Trump said that the legendary boxer is just one of 3,000 names he’s considering pardoning, because “many of those names really have been treated unfairly”.
Ali’s attorney, Ron Tweel, told CNN later on Friday that there was no contact whatsoever between anyone in the Trump administration and members of the Ali family about the issue.
“So, it’s not like for weeks or days the administration has reached out to the Ali family. None of that,” he told CNN.
“This was all spontaneous and I think, as a lot of people like to say, impulsive.”
In an earlier statement, Tweel said that although he appreciated Trump’s sentiment, a “pardon is unnecessary”.
“The US Supreme Court overturned the conviction of Muhammad Ali in a unanimous decision in 1971. There is no conviction from which a pardon is needed,” he said.

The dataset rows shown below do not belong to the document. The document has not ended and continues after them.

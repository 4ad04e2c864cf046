//! End-to-end materialization experiments.
//!
//! Ties the dataset, catalog, workload and cache together the way the
//! benchmark harness runs them:
//!
//! ```text
//! generate table → build catalog → sample workload → replay per capacity
//! ```
//!
//! Each stage persists its output in the [`ExperimentStore`], so stages can
//! also be run one at a time from the CLI.
//!
//! # Example
//!
//! ```ignore
//! use rollup::config::Settings;
//! use rollup::experiment::Experiment;
//!
//! let mut experiment = Experiment::open(Settings::load()?)?;
//! let run = experiment.run()?;
//! println!("{}\n\n{}", run.catalog, run.report);
//! ```

use std::sync::Arc;

use tracing::info;

use crate::attribute::AttributeUniverse;
use crate::catalog::{CardinalityCatalog, CatalogBuilder, CatalogError, SqliteSource};
use crate::config::{CatalogMode, Settings, SettingsError};
use crate::dataset::{self, DatasetError};
use crate::materialize::{batch_report, BatchReport, CacheError};
use crate::random::seeded_rng;
use crate::store::{ExperimentStore, StoreError};
use crate::workload::{Workload, WorkloadError};

// ============================================================================
// Error Types
// ============================================================================

/// Errors that can occur while running an experiment.
#[derive(Debug, thiserror::Error)]
pub enum ExperimentError {
    #[error("Settings error: {0}")]
    Settings(#[from] SettingsError),

    #[error("Store error: {0}")]
    Store(#[from] StoreError),

    #[error("Dataset error: {0}")]
    Dataset(#[from] DatasetError),

    #[error("Catalog error: {0}")]
    Catalog(#[from] CatalogError),

    #[error("Workload error: {0}")]
    Workload(#[from] WorkloadError),

    #[error("Cache error: {0}")]
    Cache(#[from] CacheError),

    #[error("no catalog stored; run `rollup catalog` first")]
    MissingCatalog,

    #[error("no workload stored; run `rollup workload` first")]
    MissingWorkload,
}

pub type ExperimentResult<T> = Result<T, ExperimentError>;

// ============================================================================
// Experiment
// ============================================================================

/// Everything a full run produced.
#[derive(Debug, Clone)]
pub struct ExperimentRun {
    /// Rows written to the dataset table.
    pub rows: u64,
    /// The catalog counted on that table.
    pub catalog: Arc<CardinalityCatalog>,
    pub report: BatchReport,
}

/// A configured experiment bound to its store.
pub struct Experiment {
    settings: Settings,
    universe: AttributeUniverse,
    store: ExperimentStore,
}

impl Experiment {
    /// Open the store at the configured dataset path.
    pub fn open(settings: Settings) -> ExperimentResult<Self> {
        let store = ExperimentStore::open(settings.dataset_path()?)?;
        Self::with_store(settings, store)
    }

    /// Run against an already opened store.
    pub fn with_store(settings: Settings, store: ExperimentStore) -> ExperimentResult<Self> {
        settings.validate()?;
        let universe = settings.universe()?;
        Ok(Self {
            settings,
            universe,
            store,
        })
    }

    pub fn settings(&self) -> &Settings {
        &self.settings
    }

    pub fn universe(&self) -> &AttributeUniverse {
        &self.universe
    }

    pub fn store(&self) -> &ExperimentStore {
        &self.store
    }

    /// Recreate and fill the dataset table. Returns the row count.
    ///
    /// The stored catalog and workload describe the previous table, so both
    /// are cleared.
    pub fn generate(&mut self) -> ExperimentResult<u64> {
        let table = self.settings.synthetic_table()?;
        let mut rng = seeded_rng(self.settings.dataset.seed);
        let rows = dataset::draw_row_count(
            self.settings.dataset.min_rows,
            self.settings.dataset.max_rows,
            &mut rng,
        )?;
        let written = table.generate(self.store.connection_mut(), rows, &mut rng)?;
        self.store.clear_all()?;
        info!(rows = written, "cleared stored catalog and workload");
        Ok(written)
    }

    /// Build the catalog against the dataset table and store it.
    ///
    /// In [`CatalogMode::Workload`] only the groupings of `workload` are
    /// counted; without a workload every subset is.
    pub fn build_catalog(
        &mut self,
        workload: Option<&Workload>,
    ) -> ExperimentResult<Arc<CardinalityCatalog>> {
        let catalog = {
            let source = SqliteSource::new(self.store.connection(), &self.settings.dataset.table);
            let builder = CatalogBuilder::new(self.universe.clone(), &source);
            match (self.settings.catalog.mode, workload) {
                (CatalogMode::Workload, Some(workload)) => {
                    builder.build_for(workload.queries().iter().copied())?
                }
                _ => builder.build()?,
            }
        };
        self.store.save_catalog(&catalog)?;
        Ok(Arc::new(catalog))
    }

    /// Sample a workload over every grouping of the universe and store it.
    pub fn sample_workload(&mut self) -> ExperimentResult<Workload> {
        let mut rng = seeded_rng(self.settings.workload.seed);
        let workload = Workload::sample(
            &self.universe.all_keys(),
            self.settings.workload.queries,
            self.settings.workload.sampling,
            &mut rng,
        )?;
        info!(queries = ?workload.codes(&self.universe), "sampled workload");
        self.store.save_workload(&self.universe, &workload)?;
        Ok(workload)
    }

    /// Replay the stored workload against the stored catalog.
    ///
    /// Uses the configured capacities unless `capacities` is non-empty.
    pub fn replay(&self, capacities: &[usize]) -> ExperimentResult<BatchReport> {
        let catalog = self
            .store
            .load_catalog(&self.universe)?
            .ok_or(ExperimentError::MissingCatalog)?;
        let workload = self
            .store
            .load_workload(&self.universe)?
            .ok_or(ExperimentError::MissingWorkload)?;
        self.compare(&Arc::new(catalog), &workload, capacities)
    }

    fn compare(
        &self,
        catalog: &Arc<CardinalityCatalog>,
        workload: &Workload,
        capacities: &[usize],
    ) -> ExperimentResult<BatchReport> {
        let capacities = if capacities.is_empty() {
            &self.settings.cache.capacities[..]
        } else {
            capacities
        };
        let report = batch_report(catalog, workload, capacities)?;
        Ok(report.with_fingerprint(catalog.fingerprint()?))
    }

    /// Run every stage in order and compare the configured capacities.
    pub fn run(&mut self) -> ExperimentResult<ExperimentRun> {
        let rows = self.generate()?;
        info!(rows, "dataset ready");

        let (catalog, workload) = match self.settings.catalog.mode {
            CatalogMode::Full => {
                let catalog = self.build_catalog(None)?;
                (catalog, self.sample_workload()?)
            }
            CatalogMode::Workload => {
                let workload = self.sample_workload()?;
                (self.build_catalog(Some(&workload))?, workload)
            }
        };
        let report = self.compare(&catalog, &workload, &[])?;
        Ok(ExperimentRun {
            rows,
            catalog,
            report,
        })
    }
}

In June 1967, Ali was convicted in federal court for violating selective service laws refusing the Vietnam War draft.
He was stripped of his World Boxing Association heavyweight title, his passport and all his boxing licenses. He was fined $10,000 and faced a five-year sentence in prison.
The Supreme Court unanimously overturned his violation conviction in a unanimous ruling on June 28, 1971, and after anti-war sentiment grew, a judge ruled in 1970 that Ali could box professionally again.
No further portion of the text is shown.